▸ DESCRIPTION OF THE TASK
Look for the word "after" in the entries and copy every line where it shows up.

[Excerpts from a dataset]
┄┄┄┄┄┄┄┄┄┄┄┄┄┄┄┄┄┄┄┄
use super::lifecycle::Lifecycle;
use super::state::{FetchState, StateSurface};
use super::transport::Transport;
use serde::de::DeserializeOwned;
use std::sync::atomic::{AtomicU64, Ordering};
use std::sync::{Arc, Weak};
use tokio::sync::watch;
use tracing::{debug, info};

/// Anything a [`Refetch`] handle can restart
trait Restart: Send + Sync {
    fn restart_attempt(self: Arc<Self>) -> Option<u64>;
}

impl<T, S> Restart for Lifecycle<T, S>
where
    T: DeserializeOwned + Send + 'static,
    S: StateSurface<T>,
{
    fn restart_attempt(self: Arc<Self>) -> Option<u64> {
        self.restart()
    }
}

struct RefetchInner {
    trigger: AtomicU64,
    target: Weak<dyn Restart>,
}

/// Stable handle that forces a new attempt for the current key.
///
/// Created once per [`FetchHook`]; every clone points at the same handle, so
/// `ptr_eq` (and `==`) hold across any number of state updates. Triggering
/// after the hook is gone does nothing.
#[derive(Clone)]
pub struct Refetch {
    inner: Arc<RefetchInner>,
}

impl Refetch {
    fn new<T, S>(core: &Arc<Lifecycle<T, S>>) -> Self
    where
        T: DeserializeOwned + Send + 'static,
        S: StateSurface<T>,
    {
        let target: Arc<dyn Restart> = core.clone();
        Self {
            inner: Arc::new(RefetchInner {
                trigger: AtomicU64::new(0),
                target: Arc::downgrade(&target),
            }),
        }
    }

    /// Bump the trigger counter and start a new attempt
    pub fn trigger(&self) {
        let count = self.inner.trigger.fetch_add(1, Ordering::Relaxed) + 1;
        match self.inner.target.upgrade() {
            Some(target) => {
                debug!(trigger = count, "refetch requested");
                target.restart_attempt();
            }
            None => debug!(trigger = count, "refetch after teardown ignored"),
        }
    }

    /// Number of times this handle has been triggered
    #[must_use]
    pub fn count(&self) -> u64 {
        self.inner.trigger.load(Ordering::Relaxed)
    }

    #[must_use]
    pub fn ptr_eq(&self, other: &Self) -> bool {
        Arc::ptr_eq(&self.inner, &other.inner)
    }
}

impl PartialEq for Refetch {
    fn eq(&self, other: &Self) -> bool {
        self.ptr_eq(other)
    }
}

impl Eq for Refetch {}

impl std::fmt::Debug for Refetch {
    fn fmt(&self, f: &mut std::fmt::Formatter<'_>) -> std::fmt::Result {
        f.debug_struct("Refetch").field("count", &self.count()).finish()
    }
}

/// Everything presentation code needs from a keyed fetch
#[derive(Debug, Clone, PartialEq)]
pub struct FetchView<T> {
    pub data: T,
    pub is_loading: bool,
    pub error: Option<String>,
    pub refetch: Refetch,
}

impl<T> FetchView<T> {
    /// Loading with nothing settled yet
    #[must_use]
    pub const fn is_initial_loading(&self, has_data: bool) -> bool {
        self.is_loading && !has_data && self.error.is_none()
    }
}

/// Fetches the resource named by a key, refetching on key change or on
/// demand. Only the most recently started attempt may write state.
///
/// Dropping the hook cancels the in-flight attempt.
pub struct FetchHook<T> {
    core: Arc<Lifecycle<T, FetchState<T>>>,
    key: String,
    refetch: Refetch,
}

impl<T> FetchHook<T>
where
    T: DeserializeOwned + Default + Clone + Send + Sync + 'static,
{
    /// Mount the hook and start the first attempt.
    ///
    /// # Panics
    ///
    /// Panics if called outside a tokio runtime
    pub fn new(transport: Arc<dyn Transport>, key: impl Into<String>) -> Self {
        let key = key.into();
        let core = Lifecycle::new(transport, key.clone());
        let refetch = Refetch::new(&core);
        info!(instance = %core.instance(), key = %key, "fetch hook mounted");
        core.start(&key);
        Self { core, key, refetch }
    }

    /// Switch to another resource; an unchanged key does nothing
    pub fn set_key(&mut self, key: impl Into<String>) {
        let key = key.into();
        if key == self.key {
            return;
        }
        debug!(instance = %self.core.instance(), from = %self.key, to = %key, "key changed");
        self.key = key;
        self.core.start(&self.key);
    }

    #[must_use]
    pub fn key(&self) -> &str {
        &self.key
    }

    #[must_use]
    pub const fn refetch(&self) -> &Refetch {
        &self.refetch
    }

    #[must_use]
    pub fn state(&self) -> FetchState<T> {
        self.core.snapshot()
    }

    #[must_use]
    pub fn subscribe(&self) -> watch::Receiver<FetchState<T>> {
        self.core.subscribe()
    }

    #[must_use]
    pub fn view(&self) -> FetchView<T> {
        let FetchState {
            data,
            is_loading,
            error,
        } = self.core.snapshot();
        FetchView {
            data,
            is_loading,
            error,
            refetch: self.refetch.clone(),
        }
    }

    /// Attempts started since mount, superseded ones included
    #[must_use]
    pub fn attempts(&self) -> u64 {
        self.core.attempts()
    }
}

impl<T> Drop for FetchHook<T> {
    fn drop(&mut self) {
        self.core.teardown();
        info!(instance = %self.core.instance(), key = %self.key, "fetch hook unmounted");
    }
}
┄┄┄┄┄┄┄┄┄┄┄┄┄┄┄┄┄┄┄┄
▸ RESULT FOR THIS EXERCISE
/// after the hook is gone does nothing.
            None => debug!(trigger = count, "refetch after teardown ignored"),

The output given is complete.